Generally, financial advisers consider T-bills one of the safest possible places to park money, because the government guarantees payment in full. The short-term financial instruments offer a range of maturity options, as short as a month and as long as a year. But because they’re short-term, political games of chicken around the debt ceiling—risking a government default—can, sometimes, turn investors off.
Signs of that aversion were apparent when Greene made her purchase. The day after her investment, the Federal Reserve announced that T-bills set to mature over the next two months had become “modestly elevated as investors reduced exposures to securities that could be at risk for delayed payments”—meaning the market’s appetite for Treasuries had soured at the possibility of default.

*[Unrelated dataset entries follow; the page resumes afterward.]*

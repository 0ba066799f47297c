// Copyright (c) 2025 Dimitris Kafetzis
//
// Licensed under the MIT License.
// See LICENSE file in the project root for full license information.
//
// SPDX-License-Identifier: MIT

//! # compiler-adapter
//!
//! [`CompilerAdapter`] resolves a compilation request into
//! [`CompiledGraph`](npu_graph::CompiledGraph)s, whatever weight-separation
//! protocol the loaded compiler speaks. Handle acquisition failures never
//! abort a compilation: the affected graph is returned export-only.
//!
//! [`CompilerAdapterFactory`] picks the compiler from `COMPILER_TYPE` and
//! attaches the device only when it can load graphs.

mod adapter;
mod error;
mod factory;
mod weights;

pub use adapter::{CompilerAdapter, StageGraphs};
pub use error::{AdapterError, AdapterResult};
pub use factory::CompilerAdapterFactory;
pub use weights::{StageArtifacts, WeightSeparationProtocol};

Treasury data also shows that Greene made her investment when T-bill yields were increasing—that is, as investors shied away amid threats that Greene herself was making. Increased yields mean a higher return on the investment. (Greene’s spokesperson would not disclose the maturity date on her T-bills.)
Jim Vogel, executive vice president at FHN Financial, told The Daily Beast that because investors had been burned in prior debt-ceiling cage matches, they began to look elsewhere in the fall when the clock began running out, leading to the bounce in yields. However, Vogel said, that didn’t necessarily mean that GOP hostage-taking had prompted genuine fears of default.
“Most of the reaction this time was less about fear of getting repaid, and more about fear of explaining why you took the risk,” Vogel explained. He observed that this was a “milder episode” of uncertainty, because investors understood that full Democratic control of Congress and the White House “could allow Democrats to act unilaterally if it came down to a default scenario.”
Guy Lebas, chief fixed-income strategist at Janney, explained that, while the T-bill market did see a bump, the government instruments are stable and don’t experience the same swings as short-term private investments, such as stocks. “If you’re not buying in the billions, vacillations in yields have a very small impact on returns,” Lebas said.
But Ben Edwards, a securities expert at the University of Nevada Las Vegas William S. Boyd School of Law, pointed out that the debt-ceiling showdown still created a great deal of uncertainty, and any uncertainty puts capital at risk generally.
“Ironically, Marjorie Taylor Greene and friends are the risk,” Edwards said. “But at the same time, Treasuries are always a safe bet. The U.S. government is more likely to pay debt than Apple.”
Disclosures also show the Greenes bought between $15-001 and $50,000 in Apple stock last year.